* [ABOUT THIS EXERCISE] Pick out the lines below that include the string "impl".

* [SOURCE DATA]
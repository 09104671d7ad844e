use crate::{
    auth::{DbUser, DbUserSession, User, UserSession},
    error::AppError,
    models::{
        ChatSession, Course, DbChatSession, DbCourse, DbEnrollment, DbMessage, Enrollment,
        LearningGoal, Message, MessageSender,
    },
};
use chrono::{NaiveDateTime, Utc};
use sqlx::{Pool, Sqlite};
use tracing::{info, instrument};

// ---- users ----

#[instrument(skip(pool))]
pub async fn get_user(pool: &Pool<Sqlite>, id: i64) -> Result<User, AppError> {
    let row = sqlx::query_as::<_, DbUser>(
        "SELECT id, username, role, display_name, archived FROM users WHERE id = ?",
    )
    .bind(id)
    .fetch_optional(pool)
    .await?;

    match row {
        Some(user) => Ok(User::from(user)),
        _ => Err(AppError::NotFound(format!(
            "User with id {} not found in database",
            id
        ))),
    }
}

#[instrument(skip(pool))]
pub async fn find_user_by_username(
    pool: &Pool<Sqlite>,
    username: &str,
) -> Result<Option<User>, AppError> {
    let row = sqlx::query_as::<_, DbUser>(
        "SELECT id, username, role, display_name, archived FROM users WHERE username = ?",
    )
    .bind(username)
    .fetch_optional(pool)
    .await?;

    Ok(row.map(User::from))
}

#[instrument(skip_all, fields(username, role))]
pub async fn create_user(
    pool: &Pool<Sqlite>,
    username: &str,
    password: &str,
    role: &str,
    display_name: Option<&str>,
) -> Result<i64, AppError> {
    info!("Creating new user");

    let existing = sqlx::query_scalar::<_, i64>("SELECT id FROM users WHERE username = ?")
        .bind(username)
        .fetch_optional(pool)
        .await?;

    if existing.is_some() {
        return Err(AppError::Validation(format!(
            "Username '{}' already exists",
            username
        )));
    }

    let hashed_password = bcrypt::hash(password, bcrypt::DEFAULT_COST)?;

    let res = sqlx::query(
        "INSERT INTO users (username, password, role, display_name) VALUES (?, ?, ?, ?)",
    )
    .bind(username)
    .bind(hashed_password)
    .bind(role)
    .bind(display_name.unwrap_or_default())
    .execute(pool)
    .await?;

    Ok(res.last_insert_rowid())
}

#[instrument(skip_all, fields(username))]
pub async fn authenticate_user(
    pool: &Pool<Sqlite>,
    username: &str,
    password: &str,
) -> Result<Option<User>, AppError> {
    info!("Authenticating user");

    let record = sqlx::query_scalar::<_, String>(
        "SELECT password FROM users WHERE username = ? AND archived IS 0",
    )
    .bind(username)
    .fetch_optional(pool)
    .await?;

    let Some(hashed) = record else {
        return Ok(None);
    };

    let valid = bcrypt::verify(password, &hashed).unwrap_or(false);
    if !valid {
        return Ok(None);
    }

    find_user_by_username(pool, username).await
}

#[instrument(skip(pool))]
pub async fn update_user_display_name(
    pool: &Pool<Sqlite>,
    user_id: i64,
    display_name: &str,
) -> Result<(), AppError> {
    sqlx::query("UPDATE users SET display_name = ? WHERE id = ?")
        .bind(display_name)
        .bind(user_id)
        .execute(pool)
        .await?;

    Ok(())
}

#[instrument(skip_all, fields(user_id))]
pub async fn update_user_password(
    pool: &Pool<Sqlite>,
    user_id: i64,
    new_password: &str,
) -> Result<(), AppError> {
    let hashed_password = bcrypt::hash(new_password, bcrypt::DEFAULT_COST)?;

    sqlx::query("UPDATE users SET password = ? WHERE id = ?")
        .bind(hashed_password)
        .bind(user_id)
        .execute(pool)
        .await?;

    Ok(())
}

#[instrument(skip(pool))]
pub async fn update_user_role(
    pool: &Pool<Sqlite>,
    user_id: i64,
    role: &str,
) -> Result<(), AppError> {
    info!("Updating user role");

    sqlx::query("UPDATE users SET role = ? WHERE id = ?")
        .bind(role)
        .bind(user_id)
        .execute(pool)
        .await?;

    Ok(())
}

#[instrument(skip(pool))]
pub async fn set_user_archived(
    pool: &Pool<Sqlite>,
    user_id: i64,
    archive: bool,
) -> Result<(), AppError> {
    info!("Toggling user archived status");

    sqlx::query("UPDATE users SET archived = ? WHERE id = ?")
        .bind(archive)
        .bind(user_id)
        .execute(pool)
        .await?;

    Ok(())
}

#[instrument(skip(pool))]
pub async fn get_all_users(pool: &Pool<Sqlite>) -> Result<Vec<User>, AppError> {
    let rows = sqlx::query_as::<_, DbUser>(
        "SELECT id, username, role, display_name, archived FROM users ORDER BY username",
    )
    .fetch_all(pool)
    .await?;

    Ok(rows.into_iter().map(User::from).collect())
}

// ---- auth sessions ----

#[instrument(skip(pool, token))]
pub async fn create_user_session(
    pool: &Pool<Sqlite>,
    user_id: i64,
    token: &str,
    expires_at: NaiveDateTime,
) -> Result<i64, AppError> {
    info!("Creating user session");

    let res = sqlx::query("INSERT INTO user_sessions (user_id, token, expires_at) VALUES (?, ?, ?)")
        .bind(user_id)
        .bind(token)
        .bind(expires_at)
        .execute(pool)
        .await?;

    Ok(res.last_insert_rowid())
}

#[instrument(skip(pool, token))]
pub async fn get_session_by_token(
    pool: &Pool<Sqlite>,
    token: &str,
) -> Result<UserSession, AppError> {
    let session = sqlx::query_as::<_, DbUserSession>(
        "SELECT id, user_id, token, created_at, expires_at FROM user_sessions WHERE token = ?",
    )
    .bind(token)
    .fetch_optional(pool)
    .await?;

    match session {
        Some(session) => Ok(UserSession::from(session)),
        _ => Err(AppError::Authentication(
            "Invalid session token".to_string(),
        )),
    }
}

#[instrument(skip(pool, token))]
pub async fn invalidate_session(pool: &Pool<Sqlite>, token: &str) -> Result<(), AppError> {
    sqlx::query("DELETE FROM user_sessions WHERE token = ?")
        .bind(token)
        .execute(pool)
        .await?;

    Ok(())
}

#[instrument(skip(pool))]
pub async fn clean_expired_sessions(pool: &Pool<Sqlite>) -> Result<u64, AppError> {
    let now = Utc::now().naive_utc();

    let result = sqlx::query("DELETE FROM user_sessions WHERE expires_at < ?")
        .bind(now)
        .execute(pool)
        .await?;

    Ok(result.rows_affected())
}

// ---- login events ----

#[instrument(skip(pool))]
pub async fn record_login_event(
    pool: &Pool<Sqlite>,
    user_id: i64,
    ip_address: Option<&str>,
) -> Result<i64, AppError> {
    info!("Recording login event");

    let now = Utc::now().naive_utc();
    let res =
        sqlx::query("INSERT INTO login_events (user_id, logged_in_at, ip_address) VALUES (?, ?, ?)")
            .bind(user_id)
            .bind(now)
            .bind(ip_address)
            .execute(pool)
            .await?;

    Ok(res.last_insert_rowid())
}

// ---- courses ----

#[instrument(skip(pool, description))]
pub async fn create_course(
    pool: &Pool<Sqlite>,
    title: &str,
    description: &str,
    created_by: i64,
) -> Result<i64, AppError> {
    info!("Creating course");

    let res = sqlx::query("INSERT INTO courses (title, description, created_by) VALUES (?, ?, ?)")
        .bind(title)
        .bind(description)
        .bind(created_by)
        .execute(pool)
        .await?;

    Ok(res.last_insert_rowid())
}

#[instrument(skip(pool))]
pub async fn get_course(pool: &Pool<Sqlite>, id: i64) -> Result<Course, AppError> {
    let row = sqlx::query_as::<_, DbCourse>(
        "SELECT id, title, description, created_by, created_at FROM courses WHERE id = ?",
    )
    .bind(id)
    .fetch_optional(pool)
    .await?;

    match row {
        Some(course) => Ok(Course::from(course)),
        _ => Err(AppError::NotFound(format!(
            "Course with id {} not found in database",
            id
        ))),
    }
}

#[instrument(skip(pool))]
pub async fn get_all_courses(pool: &Pool<Sqlite>) -> Result<Vec<Course>, AppError> {
    let rows = sqlx::query_as::<_, DbCourse>(
        "SELECT id, title, description, created_by, created_at FROM courses ORDER BY title",
    )
    .fetch_all(pool)
    .await?;

    Ok(rows.into_iter().map(Course::from).collect())
}

#[instrument(skip(pool, description))]
pub async fn update_course(
    pool: &Pool<Sqlite>,
    course_id: i64,
    title: &str,
    description: &str,
) -> Result<(), AppError> {
    // Structural edits stay limited to title and description; goals and
    // prerequisites have their own write paths so existing checkpoints
    // keep their targets.
    sqlx::query("UPDATE courses SET title = ?, description = ? WHERE id = ?")
        .bind(title)
        .bind(description)
        .bind(course_id)
        .execute(pool)
        .await?;

    Ok(())
}

#[instrument(skip(pool, description))]
pub async fn add_learning_goal(
    pool: &Pool<Sqlite>,
    course_id: i64,
    description: &str,
) -> Result<i64, AppError> {
    get_course(pool, course_id).await?;

    let next_position = sqlx::query_scalar::<_, i64>(
        "SELECT COALESCE(MAX(position), 0) + 1 FROM learning_goals WHERE course_id = ?",
    )
    .bind(course_id)
    .fetch_one(pool)
    .await?;

    let res =
        sqlx::query("INSERT INTO learning_goals (course_id, position, description) VALUES (?, ?, ?)")
            .bind(course_id)
            .bind(next_position)
            .bind(description)
            .execute(pool)
            .await?;

    Ok(res.last_insert_rowid())
}

#[instrument(skip(pool))]
pub async fn get_learning_goals(
    pool: &Pool<Sqlite>,
    course_id: i64,
) -> Result<Vec<LearningGoal>, AppError> {
    let rows = sqlx::query_as::<_, LearningGoal>(
        "SELECT id, course_id, position, description FROM learning_goals
         WHERE course_id = ? ORDER BY position",
    )
    .bind(course_id)
    .fetch_all(pool)
    .await?;

    Ok(rows)
}

/// All prerequisite edges as (course, prerequisite) pairs.
async fn get_prerequisite_edges(pool: &Pool<Sqlite>) -> Result<Vec<(i64, i64)>, AppError> {
    let rows = sqlx::query_as::<_, (i64, i64)>(
        "SELECT course_id, prerequisite_id FROM course_prerequisites",
    )
    .fetch_all(pool)
    .await?;

    Ok(rows)
}

fn creates_cycle(edges: &[(i64, i64)], course_id: i64, prerequisite_id: i64) -> bool {
    // Adding course -> prerequisite closes a cycle iff course is already
    // reachable from prerequisite along existing prerequisite edges.
    let mut stack = vec![prerequisite_id];
    let mut seen = std::collections::HashSet::new();

    while let Some(current) = stack.pop() {
        if current == course_id {
            return true;
        }
        if !seen.insert(current) {
            continue;
        }
        for (from, to) in edges {
            if *from == current {
                stack.push(*to);
            }
        }
    }

    false
}

#[instrument(skip(pool))]
pub async fn add_prerequisite(
    pool: &Pool<Sqlite>,
    course_id: i64,
    prerequisite_id: i64,
) -> Result<(), AppError> {
    info!("Adding course prerequisite");

    if course_id == prerequisite_id {
        return Err(AppError::Validation(
            "A course cannot be its own prerequisite".to_string(),
        ));
    }

    get_course(pool, course_id).await?;
    get_course(pool, prerequisite_id).await?;

    let edges = get_prerequisite_edges(pool).await?;
    if creates_cycle(&edges, course_id, prerequisite_id) {
        return Err(AppError::Validation(
            "Prerequisite would create a cycle".to_string(),
        ));
    }

    sqlx::query(
        "INSERT OR IGNORE INTO course_prerequisites (course_id, prerequisite_id) VALUES (?, ?)",
    )
    .bind(course_id)
    .bind(prerequisite_id)
    .execute(pool)
    .await?;

    Ok(())
}
#[post("/courses/<id>/enroll")]
pub async fn api_enroll(
    id: i64,
    user: User,
    db: &State<Pool<Sqlite>>,
) -> Result<Json<EnrollResponse>, Custom<Json<ValidationResponse>>> {
    user.require_permission(Permission::EnrollInCourses)
        .validate_custom()?;

    let enrollment_id = enroll_user(db, user.id, id).await.validate_custom()?;

    Ok(Json(EnrollResponse { enrollment_id }))
}

#[post("/enrollments/<id>/checkpoints/<goal_id>")]
pub async fn api_complete_checkpoint(
    id: i64,
    goal_id: i64,
    user: User,
    db: &State<Pool<Sqlite>>,
) -> Result<Status, Status> {
    user.require_permission(Permission::RecordCheckpoints)?;

    complete_checkpoint(db, id, goal_id).await?;

    Ok(Status::Ok)
}

// ---- chat ----

#[derive(Serialize, Deserialize)]
pub struct ChatSessionResponse {
    pub session_id: i64,
}

#[post("/courses/<id>/chat/sessions")]
pub async fn api_create_chat_session(
    id: i64,
    user: User,
    db: &State<Pool<Sqlite>>,
) -> Result<Json<ChatSessionResponse>, Custom<Json<ValidationResponse>>> {
    user.require_permission(Permission::ChatWithTutor)
        .validate_custom()?;

    let enrollment = find_enrollment(db, user.id, id).await.validate_custom()?;

    let Some(enrollment) = enrollment else {
        return Err(Custom(
            Status::NotFound,
            Json(ValidationResponse::with_error(
                "enrollment",
                "You are not enrolled in this course",
            )),
        ));
    };

    let session_id = create_chat_session(db, enrollment.id)
        .await
        .validate_custom()?;

    Ok(Json(ChatSessionResponse { session_id }))
}
use crate::error::AppError;
use rocket::http::Status;
use rocket::response::status::Custom;
use rocket::serde::json::Json;
use serde::Serialize;
use std::collections::HashMap;
use validator::Validate;

#[derive(Debug, Serialize, Clone)]
pub struct ValidationResponse {
    pub status: &'static str,
    pub errors: HashMap<String, Vec<String>>,
}

impl ValidationResponse {
    pub fn new(errors: HashMap<String, Vec<String>>) -> Self {
        Self {
            status: "error",
            errors,
        }
    }

    pub fn with_error(field: &str, message: &str) -> Self {
        let mut errors = HashMap::new();
        errors.insert(field.to_string(), vec![message.to_string()]);
        Self::new(errors)
    }
}

fn validation_errors_response(errors: validator::ValidationErrors) -> Custom<Json<ValidationResponse>> {
    let mut error_map = HashMap::new();

    for (field, field_errors) in errors.field_errors() {
        let error_messages: Vec<String> = field_errors
            .iter()
            .map(|error| {
                error
                    .message
                    .clone()
                    .unwrap_or_else(|| "Invalid value".into())
                    .to_string()
            })
            .collect();

        error_map.insert(field.to_string(), error_messages);
    }

    Custom(
        Status::UnprocessableEntity,
        Json(ValidationResponse::new(error_map)),
    )
}

fn app_error_response(error: AppError) -> Custom<Json<ValidationResponse>> {
    error.log_and_record("API validation");
    let status = error.status_code();

    let (field, message) = match &error {
        AppError::Database(db_err) => ("database", format!("Database error: {}", db_err)),
        AppError::Authentication(msg) => {
            ("authentication", format!("Authentication error: {}", msg))
        }
        AppError::Authorization(msg) => ("authorization", format!("Permission denied: {}", msg)),
        AppError::NotFound(msg) => ("resource", format!("Not found: {}", msg)),
        AppError::Validation(msg) => ("validation", msg.clone()),
        AppError::Gateway(err) => ("assistant", format!("Assistant unavailable: {}", err)),
        AppError::Internal(_) => ("server", "Internal server error".to_string()),
    };

    Custom(status, Json(ValidationResponse::with_error(field, &message)))
}

/// Validate a JSON body and hand back the inner value, or the field-keyed
/// error envelope the frontend renders.
pub trait JsonValidateExt<T> {
    fn validate_custom(self) -> Result<T, Custom<Json<ValidationResponse>>>;
}

impl<T: Validate> JsonValidateExt<T> for Json<T> {
    fn validate_custom(self) -> Result<T, Custom<Json<ValidationResponse>>> {
        let inner = self.into_inner();
        match inner.validate() {
            Ok(()) => Ok(inner),
            Err(errors) => Err(validation_errors_response(errors)),
        }
    }
}

pub trait AppErrorExt<T> {
    fn validate_custom(self) -> Result<T, Custom<Json<ValidationResponse>>>;
}

impl<T> AppErrorExt<T> for Result<T, AppError> {
    fn validate_custom(self) -> Result<T, Custom<Json<ValidationResponse>>> {
        self.map_err(app_error_response)
    }
}

pub trait PermissionCheckExt<T> {
    fn validate_custom(self) -> Result<T, Custom<Json<ValidationResponse>>>;
}

impl<T> PermissionCheckExt<T> for Result<T, Status> {
    fn validate_custom(self) -> Result<T, Custom<Json<ValidationResponse>>> {
        self.map_err(|status| {
            let (field, message) = match status.code {
                403 => (
                    "permission",
                    "You don't have permission to perform this action",
                ),
                401 => ("authentication", "Authentication required"),
                404 => ("resource", "Resource not found"),
                409 => ("resource", "Resource already exists"),
                _ => ("error", "An error occurred"),
            };

            Custom(status, Json(ValidationResponse::with_error(field, message)))
        })
    }
}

* [TASK OUTPUT]
impl ValidationResponse {
impl<T: Validate> JsonValidateExt<T> for Json<T> {
impl<T> AppErrorExt<T> for Result<T, AppError> {
impl<T> PermissionCheckExt<T> for Result<T, Status> {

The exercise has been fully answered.